Your answer should consist of the complete listing, repeated verbatim.

★ ★ ★ ★ ★ ★ ★

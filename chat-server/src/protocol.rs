//! Greeting handshake bytes and the literal notification templates used throughout
//! the server. Centralising the text here keeps §6/§7's "tests depend on these
//! verbatim" templates in one place instead of scattered across the dispatch code.

use chat_proto::Event;

/// Raw handshake reply admitting the connection (unframed, pre-protocol).
pub const GREETING_ADMIT: &[u8] = b"Y";

/// The `name` field used for server-synthesised notices that aren't a whisper or a
/// channel roster line.
pub const SERVER_MESSAGE: &str = "Server Message";

/// Build a system notice as a MESSAGE event with the conventional `Server Message`
/// label.
pub fn notice(message: impl Into<String>) -> Event {
    Event::Message {
        name: SERVER_MESSAGE.to_string(),
        message: message.into(),
    }
}

pub fn queue_position_notice(ahead: usize) -> Event {
    notice(format!(
        "You are in the waiting queue and there are {ahead} user(s) ahead of you."
    ))
}

pub fn left_channel_notice(name: &str) -> Event {
    notice(format!("{name} has left the channel."))
}

pub fn not_in_channel_notice(target: &str) -> Event {
    notice(format!("{target} is not in the channel."))
}

pub fn channel_missing_notice(channel: &str) -> Event {
    notice(format!("Channel \"{channel}\" does not exist."))
}

pub fn channel_name_taken_notice(channel: &str, name: &str) -> Event {
    notice(format!("Channel \"{channel}\" already has user {name}."))
}

/// The frame a kicked or emptied client receives. The client prints its own
/// "You are removed from the channel." locally on receipt rather than echoing
/// server-chosen text, so the body only needs to name the target.
pub fn kick(target: &str) -> Event {
    Event::Kick {
        target: target.to_string(),
    }
}

pub fn whisper_to_target(sender: &str, message: String) -> Event {
    Event::Message {
        name: format!("{sender} whispers to you"),
        message,
    }
}

pub fn whisper_confirmation(sender: &str, target: &str, message: String) -> Event {
    Event::Message {
        name: format!("{sender} whispers to {target}"),
        message,
    }
}

pub fn channel_roster_line(name: &str, port: u16, used: usize, capacity: usize, queued: usize) -> Event {
    Event::Message {
        name: "Channel".to_string(),
        message: format!("{name} {port} Capacity: {used}/{capacity}, Queue: {queued}"),
    }
}

pub fn joined_stdout(name: &str, channel: &str) -> String {
    format!("[Server Message] {name} has joined the channel \"{channel}\".")
}

pub fn left_stdout(name: &str) -> String {
    format!("[Server Message] {name} has left the channel.")
}

pub fn kicked_stdout(target: &str) -> String {
    format!("[Server Message] Kicked {target}.")
}

pub fn not_found_stdout(target: &str) -> String {
    format!("[Server Message] {target} is not in the channel.")
}

pub fn emptied_stdout(channel: &str) -> String {
    format!("[Server Message] \"{channel}\" has been emptied.")
}

pub fn whisper_stdout(sender: &str, target: &str, message: &str) -> String {
    format!("[{sender} whispers to {target}] {message}")
}

pub fn message_stdout(name: &str, message: &str) -> String {
    format!("[{name}] {message}")
}

#[cfg(test)]
mod tests {
    use super::*;

    #[test]
    fn templates_match_the_spec_verbatim() {
        assert_eq!(
            joined_stdout("a", "core"),
            "[Server Message] a has joined the channel \"core\"."
        );
        assert_eq!(left_stdout("a"), "[Server Message] a has left the channel.");
        assert_eq!(kicked_stdout("a"), "[Server Message] Kicked a.");
        assert_eq!(not_found_stdout("z"), "[Server Message] z is not in the channel.");
        assert_eq!(emptied_stdout("core"), "[Server Message] \"core\" has been emptied.");
        assert_eq!(whisper_stdout("a", "b", "hi"), "[a whispers to b] hi");
        assert_eq!(message_stdout("a", "hello"), "[a] hello");
    }

    #[test]
    fn queue_position_notice_uses_zero_based_count_ahead() {
        assert_eq!(
            queue_position_notice(0),
            notice("You are in the waiting queue and there are 0 user(s) ahead of you.")
        );
        assert_eq!(
            queue_position_notice(3),
            notice("You are in the waiting queue and there are 3 user(s) ahead of you.")
        );
    }

    #[test]
    fn whisper_events_carry_the_message_in_a_relabelled_message_event() {
        assert_eq!(
            whisper_to_target("a", "hi".to_string()),
            Event::Message {
                name: "a whispers to you".to_string(),
                message: "hi".to_string(),
            }
        );
        assert_eq!(
            whisper_confirmation("a", "b", "hi".to_string()),
            Event::Message {
                name: "a whispers to b".to_string(),
                message: "hi".to_string(),
            }
        );
    }

    #[test]
    fn channel_roster_line_matches_the_spec_format() {
        assert_eq!(
            channel_roster_line("core", 9001, 2, 3, 1),
            Event::Message {
                name: "Channel".to_string(),
                message: "core 9001 Capacity: 2/3, Queue: 1".to_string(),
            }
        );
    }
}
//! The server controller (C4): owns every channel, reads admin commands from the
//! operator's stdin, and drives orderly shutdown.

use std::io::{self, BufRead};
use std::sync::atomic::{AtomicBool, Ordering};
use std::sync::Arc;

use crate::channel::AdminEvent;
use crate::registry::ChannelRegistry;

pub struct ServerController {
    registry: Arc<ChannelRegistry>,
    shutting_down: AtomicBool,
}

impl ServerController {
    pub fn new(registry: Arc<ChannelRegistry>) -> Self {
        ServerController {
            registry,
            shutting_down: AtomicBool::new(false),
        }
    }

    /// Block reading admin commands from stdin until `/shutdown`, an equivalent
    /// malformed-free exit command, or end-of-input.
    pub fn run(&self) {
        let stdin = io::stdin();
        let mut lines = stdin.lock().lines();
        loop {
            let line = match lines.next() {
                Some(Ok(line)) => line,
                Some(Err(_)) | None => "/shutdown".to_string(),
            };
            let stripped = line.trim();
            let well_formed = line == stripped;
            let parts: Vec<&str> = stripped.split_whitespace().collect();
            let Some(&command) = parts.first() else {
                continue;
            };
            match command {
                "/shutdown" => {
                    if !well_formed || parts.len() != 1 {
                        println!("Usage: /shutdown");
                    } else {
                        self.shutdown();
                        println!("[Server Message] Server shuts down.");
                        break;
                    }
                }
                "/kick" => {
                    if !well_formed || parts.len() != 3 {
                        println!("Usage: /kick channel_name client_username");
                    } else {
                        self.route(parts[1], AdminEvent::Kick(parts[2].to_string()));
                    }
                }
                "/empty" => {
                    if !well_formed || parts.len() != 2 {
                        println!("Usage: /empty channel_name");
                    } else {
                        self.route(parts[1], AdminEvent::Empty);
                    }
                }
                "/mute" => {
                    if !well_formed || !(parts.len() == 3 || parts.len() == 4) {
                        println!("Usage: /mute channel_name client_username [seconds]");
                    } else {
                        self.route(parts[1], AdminEvent::Mute(parts[2].to_string()));
                    }
                }
                _ => {}
            }
        }
    }

    fn route(&self, channel_name: &str, event: AdminEvent) {
        match self.registry.find(channel_name) {
            Some(channel) => channel.post_admin(event),
            None => println!("[Server Message] Channel \"{channel_name}\" does not exist."),
        }
    }

    /// Broadcast SHUTDOWN to every channel, mark each not-running, and join every
    /// channel's threads. Idempotent: a concurrent Ctrl+C handler and the normal
    /// `/shutdown` command path can both call this safely.
    pub fn shutdown(&self) {
        if self.shutting_down.swap(true, Ordering::AcqRel) {
            return;
        }
        for channel in self.registry.iter() {
            channel.shutdown_now();
            channel.post_admin(AdminEvent::Shutdown);
        }
        for channel in self.registry.iter() {
            channel.join_threads();
        }
    }
}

★ ★ ★ ★ ★ ★ ★

> [ANSWER AREA]:
filename chat-server/src/protocol.rs
//! Greeting handshake bytes and the literal notification templates used throughout
//! the server. Centralising the text here keeps §6/§7's "tests depend on these
//! verbatim" templates in one place instead of scattered across the dispatch code.

use chat_proto::Event;

/// Raw handshake reply admitting the connection (unframed, pre-protocol).
pub const GREETING_ADMIT: &[u8] = b"Y";

/// The `name` field used for server-synthesised notices that aren't a whisper or a
/// channel roster line.
pub const SERVER_MESSAGE: &str = "Server Message";

/// Build a system notice as a MESSAGE event with the conventional `Server Message`
/// label.
pub fn notice(message: impl Into<String>) -> Event {
    Event::Message {
        name: SERVER_MESSAGE.to_string(),
        message: message.into(),
    }
}

pub fn queue_position_notice(ahead: usize) -> Event {
    notice(format!(
        "You are in the waiting queue and there are {ahead} user(s) ahead of you."
    ))
}

pub fn left_channel_notice(name: &str) -> Event {
    notice(format!("{name} has left the channel."))
}

pub fn not_in_channel_notice(target: &str) -> Event {
    notice(format!("{target} is not in the channel."))
}

pub fn channel_missing_notice(channel: &str) -> Event {
    notice(format!("Channel \"{channel}\" does not exist."))
}

pub fn channel_name_taken_notice(channel: &str, name: &str) -> Event {
    notice(format!("Channel \"{channel}\" already has user {name}."))
}

/// The frame a kicked or emptied client receives. The client prints its own
/// "You are removed from the channel." locally on receipt rather than echoing
/// server-chosen text, so the body only needs to name the target.
pub fn kick(target: &str) -> Event {
    Event::Kick {
        target: target.to_string(),
    }
}

pub fn whisper_to_target(sender: &str, message: String) -> Event {
    Event::Message {
        name: format!("{sender} whispers to you"),
        message,
    }
}

pub fn whisper_confirmation(sender: &str, target: &str, message: String) -> Event {
    Event::Message {
        name: format!("{sender} whispers to {target}"),
        message,
    }
}

pub fn channel_roster_line(name: &str, port: u16, used: usize, capacity: usize, queued: usize) -> Event {
    Event::Message {
        name: "Channel".to_string(),
        message: format!("{name} {port} Capacity: {used}/{capacity}, Queue: {queued}"),
    }
}

pub fn joined_stdout(name: &str, channel: &str) -> String {
    format!("[Server Message] {name} has joined the channel \"{channel}\".")
}

pub fn left_stdout(name: &str) -> String {
    format!("[Server Message] {name} has left the channel.")
}

pub fn kicked_stdout(target: &str) -> String {
    format!("[Server Message] Kicked {target}.")
}

pub fn not_found_stdout(target: &str) -> String {
    format!("[Server Message] {target} is not in the channel.")
}

pub fn emptied_stdout(channel: &str) -> String {
    format!("[Server Message] \"{channel}\" has been emptied.")
}

pub fn whisper_stdout(sender: &str, target: &str, message: &str) -> String {
    format!("[{sender} whispers to {target}] {message}")
}

pub fn message_stdout(name: &str, message: &str) -> String {
    format!("[{name}] {message}")
}

#[cfg(test)]
mod tests {
    use super::*;

    #[test]
    fn templates_match_the_spec_verbatim() {
        assert_eq!(
            joined_stdout("a", "core"),
            "[Server Message] a has joined the channel \"core\"."
        );
        assert_eq!(left_stdout("a"), "[Server Message] a has left the channel.");
        assert_eq!(kicked_stdout("a"), "[Server Message] Kicked a.");
        assert_eq!(not_found_stdout("z"), "[Server Message] z is not in the channel.");
        assert_eq!(emptied_stdout("core"), "[Server Message] \"core\" has been emptied.");
        assert_eq!(whisper_stdout("a", "b", "hi"), "[a whispers to b] hi");
        assert_eq!(message_stdout("a", "hello"), "[a] hello");
    }

    #[test]
    fn queue_position_notice_uses_zero_based_count_ahead() {
        assert_eq!(
            queue_position_notice(0),
            notice("You are in the waiting queue and there are 0 user(s) ahead of you.")
        );
        assert_eq!(
            queue_position_notice(3),
            notice("You are in the waiting queue and there are 3 user(s) ahead of you.")
        );
    }

    #[test]
    fn whisper_events_carry_the_message_in_a_relabelled_message_event() {
        assert_eq!(
            whisper_to_target("a", "hi".to_string()),
            Event::Message {
                name: "a whispers to you".to_string(),
                message: "hi".to_string(),
            }
        );
        assert_eq!(
            whisper_confirmation("a", "b", "hi".to_string()),
            Event::Message {
                name: "a whispers to b".to_string(),
                message: "hi".to_string(),
            }
        );
    }

    #[test]
    fn channel_roster_line_matches_the_spec_format() {
        assert_eq!(
            channel_roster_line("core", 9001, 2, 3, 1),
            Event::Message {
                name: "Channel".to_string(),
                message: "core 9001 Capacity: 2/3, Queue: 1".to_string(),
            }
        );
    }
}
//! The server controller (C4): owns every channel, reads admin commands from the
//! operator's stdin, and drives orderly shutdown.

use std::io::{self, BufRead};
use std::sync::atomic::{AtomicBool, Ordering};
use std::sync::Arc;

use crate::channel::AdminEvent;
use crate::registry::ChannelRegistry;

pub struct ServerController {
    registry: Arc<ChannelRegistry>,
    shutting_down: AtomicBool,
}

impl ServerController {
    pub fn new(registry: Arc<ChannelRegistry>) -> Self {
        ServerController {
            registry,
            shutting_down: AtomicBool::new(false),
        }
    }

    /// Block reading admin commands from stdin until `/shutdown`, an equivalent
    /// malformed-free exit command, or end-of-input.
    pub fn run(&self) {
        let stdin = io::stdin();
        let mut lines = stdin.lock().lines();
        loop {
            let line = match lines.next() {
                Some(Ok(line)) => line,
                Some(Err(_)) | None => "/shutdown".to_string(),
            };
            let stripped = line.trim();
            let well_formed = line == stripped;
            let parts: Vec<&str> = stripped.split_whitespace().collect();
            let Some(&command) = parts.first() else {
                continue;
            };
            match command {
                "/shutdown" => {
                    if !well_formed || parts.len() != 1 {
                        println!("Usage: /shutdown");
                    } else {
                        self.shutdown();
                        println!("[Server Message] Server shuts down.");
                        break;
                    }
                }
                "/kick" => {
                    if !well_formed || parts.len() != 3 {
                        println!("Usage: /kick channel_name client_username");
                    } else {
                        self.route(parts[1], AdminEvent::Kick(parts[2].to_string()));
                    }
                }
                "/empty" => {
                    if !well_formed || parts.len() != 2 {
                        println!("Usage: /empty channel_name");
                    } else {
                        self.route(parts[1], AdminEvent::Empty);
                    }
                }
                "/mute" => {
                    if !well_formed || !(parts.len() == 3 || parts.len() == 4) {
                        println!("Usage: /mute channel_name client_username [seconds]");
                    } else {
                        self.route(parts[1], AdminEvent::Mute(parts[2].to_string()));
                    }
                }
                _ => {}
            }
        }
    }

    fn route(&self, channel_name: &str, event: AdminEvent) {
        match self.registry.find(channel_name) {
            Some(channel) => channel.post_admin(event),
            None => println!("[Server Message] Channel \"{channel_name}\" does not exist."),
        }
    }

    /// Broadcast SHUTDOWN to every channel, mark each not-running, and join every
    /// channel's threads. Idempotent: a concurrent Ctrl+C handler and the normal
    /// `/shutdown` command path can both call this safely.
    pub fn shutdown(&self) {
        if self.shutting_down.swap(true, Ordering::AcqRel) {
            return;
        }
        for channel in self.registry.iter() {
            channel.shutdown_now();
            channel.post_admin(AdminEvent::Shutdown);
        }
        for channel in self.registry.iter() {
            channel.join_threads();
        }
    }
}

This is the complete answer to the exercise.